According to a memorandum issued and signed by Police Gen. Archie Gamboa, the chief of the national police, the agency's commanders have been reminded to "ensure the strict implementation of laws and local ordinances through the arrest of violators such as those drinking and smoking in public places, roaming the streets without shirts, using karaoke beyond the allowed time, minors violating curfew hours, and others."
The same memorandum orders all police regional offices to "increase police visibility through optimized personnel deployment in all places of convergence."
Separate issuances have also seen the government's quarantine enforcement task force, which includes the PNP, urging local governments to craft more robust ordinances empowering barangay tanods or watchmen to more strictly enforce mandatory health protocols.
“[The] proposal is good. It’s true that the police cannot police everyone all the time. Police can’t do it alone in making sure that all continue to follow health safety practices. Every Filipino must do his responsibility. If there’s an ordinance, it imposes a duty to obey, involves a sanction, promotes order, and benefits all,” the DILG chief said in a separate statement Tuesday.

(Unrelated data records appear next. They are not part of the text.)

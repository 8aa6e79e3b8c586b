//! Semver command - filter, sort and increment versions from the command line.

use anyhow::Result;
use clap::Args;
use console::style;
use gcache_semver::{Options, PrereleaseBase, ReleaseType, Semver, Version};

use crate::config::GcacheConfig;

#[derive(Args, Debug)]
pub struct SemverArgs {
    /// Versions to check
    #[arg(value_name = "VERSION")]
    pub versions: Vec<String>,

    /// Keep only versions satisfying the range (can be used multiple times)
    #[arg(short = 'r', long = "range", value_name = "RANGE", action = clap::ArgAction::Append)]
    pub ranges: Vec<String>,

    /// Increment a single version by the given level (default: patch)
    #[arg(
        short = 'i',
        long = "increment",
        value_name = "LEVEL",
        num_args = 0..=1,
        default_missing_value = "patch"
    )]
    pub increment: Option<String>,

    /// Identifier used by prerelease increments
    #[arg(long = "preid", value_name = "ID")]
    pub preid: Option<String>,

    /// Base number for the prerelease identifier: 0, 1 or false
    #[arg(short = 'n', value_name = "BASE")]
    pub identifier_base: Option<PrereleaseBase>,

    /// Interpret versions and ranges loosely
    #[arg(short = 'l', long)]
    pub loose: bool,

    /// Let prerelease versions satisfy ranges
    #[arg(short = 'p', long)]
    pub include_prerelease: bool,

    /// Coerce each argument into a version before checking it
    #[arg(short = 'c', long)]
    pub coerce: bool,

    /// Coerce from the right-most match
    #[arg(long, overrides_with = "ltr")]
    pub rtl: bool,

    /// Coerce from the left-most match (default)
    #[arg(long, overrides_with = "rtl")]
    pub ltr: bool,

    /// Print in descending order
    #[arg(long)]
    pub reverse: bool,
}

/// Why no versions were printed
#[derive(Debug, PartialEq, Eq)]
pub enum Rejection {
    NoneValid,
    NoneSatisfy,
    IncrementNeedsSingleVersion,
}

impl SemverArgs {
    /// Split the `-i` value into a release level and the version list.
    ///
    /// `-i` only consumes its value when it names a release level, so in
    /// `-i 1.2.3` the value is a version and the level is `patch`.
    fn release_and_versions(&self) -> (Option<ReleaseType>, Vec<String>) {
        let Some(value) = &self.increment else {
            return (None, self.versions.clone());
        };
        match value.parse::<ReleaseType>() {
            Ok(release) => (Some(release), self.versions.clone()),
            Err(_) => {
                let mut versions = Vec::with_capacity(self.versions.len() + 1);
                versions.push(value.clone());
                versions.extend(self.versions.iter().cloned());
                (Some(ReleaseType::Patch), versions)
            }
        }
    }
}

/// Run the filter/sort/increment pipeline, returning the lines to print
pub fn select(args: &SemverArgs, options: Options) -> Result<Vec<String>, Rejection> {
    let (increment, versions) = args.release_and_versions();
    let versions: Vec<String> = versions
        .iter()
        .map(|v| {
            if args.coerce {
                Semver::coerce(v, options)
                    .map(|c| c.to_string())
                    .unwrap_or_else(|| v.clone())
            } else {
                v.clone()
            }
        })
        // Inputs are always validated strictly; loose only affects ranges
        .filter(|v| Semver::valid(v, Options::default()).is_some())
        .collect();

    if versions.is_empty() {
        return Err(Rejection::NoneValid);
    }
    if increment.is_some() && (versions.len() != 1 || !args.ranges.is_empty()) {
        return Err(Rejection::IncrementNeedsSingleVersion);
    }

    let mut survivors = versions;
    for range in &args.ranges {
        survivors.retain(|v| Semver::satisfies(v.as_str(), range.as_str(), options));
        if survivors.is_empty() {
            return Err(Rejection::NoneSatisfy);
        }
    }

    let mut cleaned: Vec<Version> = survivors
        .iter()
        .filter_map(|v| Semver::parse(v.trim().trim_start_matches(['=', 'v']), options))
        .collect();
    cleaned.sort_by(|a, b| {
        let ord = a.compare(b);
        if args.reverse {
            ord.reverse()
        } else {
            ord
        }
    });

    let Some(release) = increment else {
        return Ok(cleaned.iter().map(Version::version).collect());
    };

    let base = args.identifier_base.unwrap_or_default();
    let mut lines = Vec::with_capacity(cleaned.len());
    for mut version in cleaned {
        // A failed increment prints nothing for that version
        if version.inc_with(release, args.preid.as_deref(), base, options).is_ok() {
            lines.push(version.version());
        }
    }
    Ok(lines)
}

pub fn execute(args: SemverArgs, config: &GcacheConfig) -> Result<i32> {
    let options = config
        .semver
        .options(args.loose, args.include_prerelease)
        .with_rtl(args.rtl && !args.ltr);

    match select(&args, options) {
        Ok(lines) => {
            for line in &lines {
                println!("{}", line);
            }
            Ok(if lines.is_empty() { 1 } else { 0 })
        }
        Err(Rejection::IncrementNeedsSingleVersion) => {
            eprintln!(
                "{} --increment can only be used on a single version with no range",
                style("Error:").red().bold()
            );
            Ok(1)
        }
        Err(rejection) => {
            log::debug!("no versions printed: {:?}", rejection);
            Ok(1)
        }
    }
}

“I encourage LGUs from provincial to barangay sanggunians to make use of their legislative power to enact ordinances on ‘discipline as the new normal’ to beat COVID-19. By instituting individual discipline, we can defeat COVID-19,” he pointed out.
Medical solutions, not military ones
In a tweet, Sen. Risa Hontiveros likened the prospect to the government's so-called war on drugs which slaughtered thousands, saying: "It's like tokhang, but for COVID."
"This may actually discourage more people from reporting their status. We need to improve home and community-based healthcare. Instead of police, what is more needed are doctors and health workers in barangays and homes. We need more, better barangay-based healthcare, not this," she added.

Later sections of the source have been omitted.